Smashing Interviews Magazine: Yes, that’s really the only thing that matters. I found your book to be very interesting and informative, really a great read.

Shaun King: Oh, I’m so glad. I didn’t even know you read it. All I knew was that we were talking about it. Do you know I think you’re the first person I’ve talked to who’s had the book in their hands and has read it? We kept it under close wraps until now. So I’m glad to talk to you about it.

Smashing Interviews Magazine: And I’m glad to speak with you today. Why did you feel this was the right time to share your journey of fighting for change and to show us how we all can work together to take actions to force real change in the world?

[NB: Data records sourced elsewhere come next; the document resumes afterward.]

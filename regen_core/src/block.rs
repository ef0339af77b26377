use std::collections::HashMap;

use derive_more::Deref;
use derive_more::DerefMut;
use serde::Serialize;

use crate::MarkerSet;
use crate::RegenResult;

/// A named, marker-delimited region of previously generated text.
#[derive(Debug, Clone, PartialEq, Eq, Serialize)]
pub struct Block {
	pub name: String,
	/// The opening marker line as it appeared in the text, including any
	/// trailing content after the marker.
	pub begin_marker: String,
	/// The interior lines joined with `\n`.
	pub content: String,
	/// The closing marker line as it appeared in the text.
	pub end_marker: String,
	/// Index of the marker pair in the active [`MarkerSet`] that matched.
	pub marker_index: usize,
}

impl Block {
	/// Build a fresh block whose marker lines come from the pattern at
	/// `marker_index`.
	pub fn synthesize(
		markers: &MarkerSet,
		name: &str,
		content: impl Into<String>,
		marker_index: usize,
	) -> RegenResult<Self> {
		let pattern = markers.get(marker_index)?.pattern();

		Ok(Self {
			name: name.to_string(),
			begin_marker: pattern.begin_line(name),
			content: content.into(),
			end_marker: pattern.end_line(name),
			marker_index,
		})
	}

	/// The full block text: begin marker, content, end marker.
	pub fn wrapped(&self) -> String {
		format!("{}\n{}\n{}", self.begin_marker, self.content, self.end_marker)
	}
}

/// Blocks keyed by name.
#[derive(Debug, Clone, Default, Deref, DerefMut)]
pub struct BlockTable(HashMap<String, Block>);

impl BlockTable {
	/// Block names in sorted order.
	pub fn names(&self) -> Vec<&str> {
		let mut names: Vec<&str> = self.0.keys().map(String::as_str).collect();
		names.sort_unstable();
		names
	}
}

/// Scanner state for [`extract_blocks`]. Only one block is collected at a
/// time so nested markers are treated as content.
enum ScanState<'a> {
	Searching,
	InBlock {
		marker_index: usize,
		name: &'a str,
		begin_line: &'a str,
		lines: Vec<&'a str>,
	},
}

/// Scan `source` line by line and collect every closed block.
///
/// A block still open at the end of the input is dropped. When a name occurs
/// more than once the last occurrence wins.
pub fn extract_blocks(source: &str, markers: &MarkerSet) -> BlockTable {
	let mut table = BlockTable::default();
	let mut state = ScanState::Searching;

	for raw_line in source.split('\n') {
		let line = raw_line.strip_suffix('\r').unwrap_or(raw_line);

		state = match state {
			ScanState::Searching => {
				match markers.match_begin(line) {
					Some((marker_index, name)) => {
						ScanState::InBlock {
							marker_index,
							name,
							begin_line: line,
							lines: Vec::new(),
						}
					}
					None => ScanState::Searching,
				}
			}
			ScanState::InBlock {
				marker_index,
				name,
				begin_line,
				mut lines,
			} => {
				let closes = markers
					.get(marker_index)
					.is_ok_and(|marker| marker.is_end(line));

				if closes {
					let block = Block {
						name: name.to_string(),
						begin_marker: begin_line.to_string(),
						content: lines.join("\n"),
						end_marker: line.to_string(),
						marker_index,
					};

					if table.insert(name.to_string(), block).is_some() {
						tracing::warn!(
							block = name,
							"duplicate block name, keeping the last occurrence"
						);
					}

					ScanState::Searching
				} else {
					lines.push(line);
					ScanState::InBlock {
						marker_index,
						name,
						begin_line,
						lines,
					}
				}
			}
		};
	}

	if let ScanState::InBlock { name, .. } = state {
		tracing::warn!(block = name, "block is never closed and will not be preserved");
	}

	tracing::debug!(count = table.len(), "extracted blocks");
	table
}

Shaun King: There are two or three questions I would get before the pandemic. I did a lot of traveling to organize, and I could almost predict the questions I would get from city to city and place to place. Somebody would tell me that they have a good heart and are deeply bothered by the injustices that they see in the world not just police brutality but all types of injustices from horrible things with immigration, healthcare disparities, poverty. But people would always tell me some version of, “I just don’t know what to do about it,” and I would get some version of that question all over the country.

I traveled to almost all 50 states. I traveled deep into Alabama and Mississippi to North and South Dakota, Alaska, Wyoming and everywhere in between. Everywhere I went, I would get some version of the question, “I’m very frustrated. I just don’t know what to do about my frustration.” I started hearing that question a lot all the way back to 2014, and even as this movement for justice and change grew and changed, the question never went away. It just sent me down a path of trying to figure out why people are so unsure of how to make a difference in the world. That’s one path I was going down myself emotionally and mentally just thinking about that. But the other was more personal.

For 2014, 2015 and 2016, I fought for justice for so many families who were impacted by police brutality and racial injustice. I worked on several political campaigns including Bernie’s 2016 presidential campaign, and by and large, I lost every campaign, every battle for justice with very few exceptions. It wasn’t because we weren’t working hard. We worked our asses off. I saw people literally work themselves into exhaustion and depression. I saw people stop their careers and throw their entire lives into fighting for change. But we just weren’t seeing the same level of change that matched what everybody was putting into it, and it just caused me to say, “How do you change injustice? How do these systems actually get changed?”

At the end of 2015, it really just sent me down a path that I’m still on to this very day of saying, “I know what people think change looks like, and sometimes it’s accurate, but how do we actually change this thing that we are fighting for and against, the thing we’re trying to stop?” What I’ve come to understand is that a lot of times, we think we’re a lot closer to making change than we really are. It’s hard. It’s complex. It’s slow. It often times requires more planning and strategy than we’ve put into it.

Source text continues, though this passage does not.